Multiomic characterization of the effects of G-quadruplex binders on R-loop homeostasis and innate immune response in human cancer cells

Abstract

R-loops are non-canonical DNA structures consisting of a DNA-RNA hybrid and a displaced ssDNA. R-loops can be structurally compatible with G-quadruplexes, that are secondary DNA structures composed by three stacked tetrads of guanosine. G4s stabilization and R-loops accumulation in cells have been associated with genomic instability and DNA damage.
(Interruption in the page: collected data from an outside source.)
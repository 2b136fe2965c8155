pub mod kinds;
pub mod lookup;
pub mod resource;

use anyhow::{Context, Result, bail};
use std::fs;
use std::path::Path;
use std::sync::Arc;

use reconcile::{Registry, RemoteApi};

use crate::cli::Cli;
use crate::config::{FileConfig, Settings};
use crate::paths;
use crate::provider;
use crate::state::StateStore;

/// Everything a command needs: the provider registry and the state store
pub struct Session {
    pub registry: Registry,
    pub store: StateStore,
    pub quiet: bool,
}

impl Session {
    /// Resolve configuration, build the HTTP client and open the state file
    pub fn open(cli: &Cli) -> Result<Self> {
        let config_path = FileConfig::default_path()?;
        let file = FileConfig::load(&config_path)?;
        let settings =
            Settings::resolve(cli.auth_token.as_deref(), cli.api_url.as_deref(), &file);
        log::debug!(
            "API {} (token from {:?})",
            settings.api_url,
            settings.token_source
        );

        let state_path = match &cli.state {
            Some(path) => paths::expand(path),
            None => StateStore::default_path()?,
        };

        Ok(Self::new(
            Arc::new(settings.client()),
            StateStore::open(state_path)?,
            cli.quiet,
        ))
    }

    pub fn new(client: Arc<dyn RemoteApi>, store: StateStore, quiet: bool) -> Self {
        Self {
            registry: provider::registry(client),
            store,
            quiet,
        }
    }
}

/// Split `key=value`
pub fn split_assignment(text: &str) -> Result<(&str, &str)> {
    match text.split_once('=') {
        Some((key, value)) if !key.trim().is_empty() => Ok((key.trim(), value)),
        _ => bail!("Expected KEY=VALUE, got '{text}'"),
    }
}

/// Read a file of declared fields; `.json` is JSON, anything else TOML
pub fn load_declaration(path: &Path) -> Result<serde_json::Map<String, serde_json::Value>> {
    let content = fs::read_to_string(path)
        .with_context(|| format!("Failed to read {}", path.display()))?;

    let is_json = path
        .extension()
        .is_some_and(|ext| ext.eq_ignore_ascii_case("json"));
    if is_json {
        serde_json::from_str(&content)
            .with_context(|| format!("Failed to parse JSON in {}", path.display()))
    } else {
        toml::from_str(&content)
            .with_context(|| format!("Failed to parse TOML in {}", path.display()))
    }
}

#[cfg(test)]
mod tests {
    use super::*;
    use serde_json::json;
    use tempfile::TempDir;

    #[test]
    fn test_split_assignment() {
        assert_eq!(split_assignment("hostname=web-2").unwrap(), ("hostname", "web-2"));
        assert_eq!(split_assignment("ipxe_url=").unwrap(), ("ipxe_url", ""));
        assert_eq!(split_assignment("user_data=a=b").unwrap(), ("user_data", "a=b"));
        assert!(split_assignment("hostname").is_err());
        assert!(split_assignment("=web").is_err());
    }

    #[test]
    fn test_load_toml_declaration() {
        let dir = TempDir::new().unwrap();
        let path = dir.path().join("web.toml");
        fs::write(
            &path,
            "project = \"proj-1\"\nhostname = \"web-1\"\nssh_keys = [\"key-1\", 2]\n",
        )
        .unwrap();

        let raw = load_declaration(&path).unwrap();
        assert_eq!(raw["project"], json!("proj-1"));
        assert_eq!(raw["ssh_keys"], json!(["key-1", 2]));
    }

    #[test]
    fn test_load_json_declaration() {
        let dir = TempDir::new().unwrap();
        let path = dir.path().join("web.json");
        fs::write(&path, r#"{"hostname": "web-1", "ipxe_url": ""}"#).unwrap();

        let raw = load_declaration(&path).unwrap();
        assert_eq!(raw["ipxe_url"], json!(""));
    }
}
//! `latitudesh_region` - a site and the country it is in

use reconcile::{BindingCodec, FieldDescriptor, FilterField, Schema, SemanticType};

use super::Definition;

pub const NAME: &str = "latitudesh_region";

const FILTERS: &[FilterField] = &[FilterField::new("site", "slug", "filter[slug]")];

pub fn definition() -> Definition {
    let schema = Schema::new(NAME)
        .field(FieldDescriptor::computed("slug", SemanticType::String).describe("The site slug"))
        .field(FieldDescriptor::computed("name", SemanticType::String).describe("The region name"))
        .field(
            FieldDescriptor::computed("country", SemanticType::String)
                .describe("The country the region is in"),
        );

    let codec = BindingCodec::new("regions").nested("country", "country.name");

    Definition::new("regions", schema, codec, FILTERS)
}

#[cfg(test)]
mod tests {
    use super::*;
    use reconcile::mock::MemoryApi;
    use reconcile::{Criteria, DataLookup, RemoteObject};
    use serde_json::json;
    use std::sync::Arc;

    fn region(id: &str, slug: &str, name: &str, country: &str) -> RemoteObject {
        let attributes = json!({
            "slug": slug,
            "name": name,
            "country": {"name": country, "slug": country.to_lowercase()}
        });
        RemoteObject::new(id, attributes.as_object().cloned().unwrap_or_default())
    }

    #[test]
    fn test_lookup_by_site_ignores_unfiltered_results() {
        // The mock ignores filters, so every region comes back from list
        let api = MemoryApi::new();
        api.insert("regions", region("loc_1", "sao-paulo", "São Paulo", "Brazil"));
        api.insert("regions", region("loc_2", "ashburn", "Ashburn", "United States"));
        let lookup = DataLookup::new(Arc::new(definition()), Arc::new(api));

        let criteria = Criteria::from([("site".to_string(), "sao-paulo".to_string())]);
        let record = lookup.resolve(&criteria).unwrap();
        assert_eq!(record.id(), "loc_1");
        assert_eq!(record.get_str("country"), Some("Brazil"));
    }

    #[test]
    fn test_lookup_missing_site() {
        let api = MemoryApi::new();
        let lookup = DataLookup::new(Arc::new(definition()), Arc::new(api));
        let criteria = Criteria::from([("site".to_string(), "atlantis".to_string())]);
        assert!(lookup.resolve(&criteria).unwrap_err().is_not_found());
    }
}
Here, through bioinformatic analysis of genomic R-loop maps and the development of a specific tool to better annotate R-loop regions to gene, we propose that stabilization of G4 structures with specific ligands leads to accumulation of DNA damage and genome instability in cancer cells and that this process is mediated by R-loop stabilization. Moreover, we found that G4 ligand pyridostatin stimulates formation of micronuclei, a hallmark of genome instability. Micronuclei accumulation has been associated with innate immune response triggering through cGAS/STING pathway activation. Activation of this pathway leads to the expression of cytokines, interferons and interferon-stimulated genes. Innate immune system modulation has been proposed as a promising therapeutic strategy for cancer treatment. Here, through analysis of RNA-seq data, we demonstrate that pyridostatin may induce an innate immune stimulation through micronuclei induction in cancer cells. Moreover, to clarify the role of cGAS/STING pathway and the effects of its perturbation in human tumor tissues, we analyzed mutations and expression levels of genes involved in this pathway across 31 cancer types and ~7800 tumor samples from The Cancer Genome Atlas (TCGA). Alterations in mutation status or expression in these genes have been related with innate immune response activation and patient survival and other immune tumor microenvironment features. Our findings indicate that these genes are rarely mutated in human cancers, while their expression may affect the interaction of the tumor with host immune cells affecting disease progression and patient survival.